*** Opening Entries shown ***

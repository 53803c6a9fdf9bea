#![deny(clippy::pedantic, unsafe_code)]
#![allow(clippy::module_name_repetitions)]

//! Error types for the tap release installer
//!
//! This crate provides fine-grained error types organized by domain.
//! Every error is terminal for a single install attempt; the
//! [`FailureKind`] of an error decides the process exit code.

use std::borrow::Cow;

use thiserror::Error;

pub mod config;
pub mod install;
pub mod integrity;
pub mod network;
pub mod platform;
pub mod version;

// Re-export all error types at the root
pub use config::ConfigError;
pub use install::InstallError;
pub use integrity::IntegrityError;
pub use network::NetworkError;
pub use platform::PlatformError;
pub use version::VersionError;

/// Generic error type for cross-crate boundaries
#[derive(Debug, Clone, Error)]
#[cfg_attr(feature = "serde", derive(serde::Serialize, serde::Deserialize))]
pub enum Error {
    #[error("platform error: {0}")]
    Platform(#[from] PlatformError),

    #[error("version error: {0}")]
    Version(#[from] VersionError),

    #[error("network error: {0}")]
    Network(#[from] NetworkError),

    #[error("integrity error: {0}")]
    Integrity(#[from] IntegrityError),

    #[error("install error: {0}")]
    Install(#[from] InstallError),

    #[error("config error: {0}")]
    Config(#[from] ConfigError),

    #[error("I/O error: {message}")]
    Io {
        #[cfg_attr(feature = "serde", serde(with = "io_kind_as_str"))]
        kind: std::io::ErrorKind,
        message: String,
        #[cfg_attr(feature = "serde", serde(with = "opt_path_buf"))]
        path: Option<std::path::PathBuf>,
    },
}

impl Error {
    /// Create an Io error with an associated path
    pub fn io_with_path(err: &std::io::Error, path: impl Into<std::path::PathBuf>) -> Self {
        Self::Io {
            kind: err.kind(),
            message: err.to_string(),
            path: Some(path.into()),
        }
    }

    /// The install stage category this error belongs to
    #[must_use]
    pub fn failure_kind(&self) -> FailureKind {
        match self {
            Error::Platform(err) => err.failure_kind(),
            Error::Version(_) => FailureKind::Resolution,
            Error::Network(_) => FailureKind::Fetch,
            Error::Integrity(_) => FailureKind::Integrity,
            Error::Install(err) => err.failure_kind(),
            Error::Config(_) => FailureKind::Config,
            Error::Io { .. } => FailureKind::Internal,
        }
    }
}

impl From<std::io::Error> for Error {
    fn from(err: std::io::Error) -> Self {
        Self::Io {
            kind: err.kind(),
            message: err.to_string(),
            path: None,
        }
    }
}

impl From<toml::de::Error> for Error {
    fn from(err: toml::de::Error) -> Self {
        Self::Config(ConfigError::ParseError {
            message: err.to_string(),
        })
    }
}

/// Result type alias for tap operations
pub type Result<T> = std::result::Result<T, Error>;

/// Category of a failed install, one per stage of the install pipeline.
///
/// The invoking runtime tells failure categories apart by exit code.
#[derive(Debug, Clone, Copy, PartialEq, Eq, Hash)]
#[cfg_attr(feature = "serde", derive(serde::Serialize, serde::Deserialize))]
pub enum FailureKind {
    Resolution,
    Fetch,
    Integrity,
    Install,
    SelfCheck,
    Config,
    Internal,
}

impl FailureKind {
    /// Process exit code reported for this category
    #[must_use]
    pub fn exit_code(self) -> i32 {
        match self {
            FailureKind::Internal => 1,
            FailureKind::Resolution => 2,
            FailureKind::Fetch => 3,
            FailureKind::Integrity => 4,
            FailureKind::Install => 5,
            FailureKind::SelfCheck => 6,
            FailureKind::Config => 7,
        }
    }

    #[must_use]
    pub fn as_str(self) -> &'static str {
        match self {
            FailureKind::Resolution => "resolution",
            FailureKind::Fetch => "fetch",
            FailureKind::Integrity => "integrity",
            FailureKind::Install => "install",
            FailureKind::SelfCheck => "self-check",
            FailureKind::Config => "config",
            FailureKind::Internal => "internal",
        }
    }
}

impl std::fmt::Display for FailureKind {
    fn fmt(&self, f: &mut std::fmt::Formatter<'_>) -> std::fmt::Result {
        f.write_str(self.as_str())
    }
}

/// Minimal interface for rendering user-facing error information without
/// requiring heavyweight envelopes.
pub trait UserFacingError {
    /// Short message suitable for CLI output.
    fn user_message(&self) -> Cow<'_, str>;

    /// Optional remediation hint.
    fn user_hint(&self) -> Option<&'static str> {
        None
    }

    /// Whether retrying the same operation is likely to succeed.
    fn is_retryable(&self) -> bool {
        false
    }

    /// Stable error code for analytics / structured reporting.
    fn user_code(&self) -> Option<&'static str> {
        None
    }
}

impl UserFacingError for Error {
    fn user_message(&self) -> Cow<'_, str> {
        match self {
            Error::Platform(err) => err.user_message(),
            Error::Version(err) => err.user_message(),
            Error::Network(err) => err.user_message(),
            Error::Integrity(err) => err.user_message(),
            Error::Install(err) => err.user_message(),
            Error::Config(err) => err.user_message(),
            Error::Io { message, .. } => Cow::Owned(message.clone()),
        }
    }

    fn user_hint(&self) -> Option<&'static str> {
        match self {
            Error::Platform(err) => err.user_hint(),
            Error::Version(err) => err.user_hint(),
            Error::Network(err) => err.user_hint(),
            Error::Integrity(err) => err.user_hint(),
            Error::Install(err) => err.user_hint(),
            Error::Config(err) => err.user_hint(),
            _ => None,
        }
    }

    fn is_retryable(&self) -> bool {
        match self {
            Error::Network(err) => err.is_retryable(),
            Error::Install(err) => err.is_retryable(),
            _ => false,
        }
    }

    fn user_code(&self) -> Option<&'static str> {
        match self {
            Error::Platform(err) => err.user_code(),
            Error::Version(err) => err.user_code(),
            Error::Network(err) => err.user_code(),
            Error::Integrity(err) => err.user_code(),
            Error::Install(err) => err.user_code(),
            Error::Config(err) => err.user_code(),
            Error::Io { .. } => Some("error.io"),
        }
    }
}

// Serde helper modules for optional path and io::ErrorKind as string
#[cfg(feature = "serde")]
mod io_kind_as_str {
    use serde::{Deserialize, Deserializer, Serializer};
    #[allow(clippy::trivially_copy_pass_by_ref)]
    pub fn serialize<S>(kind: &std::io::ErrorKind, s: S) -> Result<S::Ok, S::Error>
    where
        S: Serializer,
    {
        s.serialize_str(&format!("{kind:?}"))
    }
    pub fn deserialize<'de, D>(deserializer: D) -> Result<std::io::ErrorKind, D::Error>
    where
        D: Deserializer<'de>,
    {
        let s = String::deserialize(deserializer)?;
        Ok(match s.as_str() {
            "NotFound" => std::io::ErrorKind::NotFound,
            "PermissionDenied" => std::io::ErrorKind::PermissionDenied,
            "AlreadyExists" => std::io::ErrorKind::AlreadyExists,
            "InvalidInput" => std::io::ErrorKind::InvalidInput,
            "InvalidData" => std::io::ErrorKind::InvalidData,
            "TimedOut" => std::io::ErrorKind::TimedOut,
            "WriteZero" => std::io::ErrorKind::WriteZero,
            "Interrupted" => std::io::ErrorKind::Interrupted,
            "Unsupported" => std::io::ErrorKind::Unsupported,
            "UnexpectedEof" => std::io::ErrorKind::UnexpectedEof,
            _ => std::io::ErrorKind::Other,
        })
    }
}

#[cfg(feature = "serde")]
mod opt_path_buf {
    use serde::{Deserialize, Deserializer, Serializer};
    #[allow(clippy::ref_option)]
    pub fn serialize<S>(path: &Option<std::path::PathBuf>, s: S) -> Result<S::Ok, S::Error>
    where
        S: Serializer,
    {
        match path {
            Some(pb) => s.serialize_some(&pb.display().to_string()),
            None => s.serialize_none(),
        }
    }
    pub fn deserialize<'de, D>(deserializer: D) -> Result<Option<std::path::PathBuf>, D::Error>
    where
        D: Deserializer<'de>,
    {
        let opt = Option::<String>::deserialize(deserializer)?;
        Ok(opt.map(std::path::PathBuf::from))
    }
}
//! Environment variables and fixed names read by the configuration layer

pub const APP_DIR: &str = "tap";
pub const CONFIG_FILE: &str = "config.toml";

pub const ENV_BIN_DIR: &str = "TAP_BIN_DIR";
pub const ENV_TEMP_DIR: &str = "TAP_TEMP_DIR";
pub const ENV_TABLE: &str = "TAP_TABLE";
pub const ENV_TIMEOUT: &str = "TAP_TIMEOUT";
pub const ENV_RETRIES: &str = "TAP_RETRIES";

*** Closing Entries shown ***

Filter the entries down to the lines that hold "NetworkError". Copy those lines.

→ **Worked solution**
pub use network::NetworkError;
    Network(#[from] NetworkError),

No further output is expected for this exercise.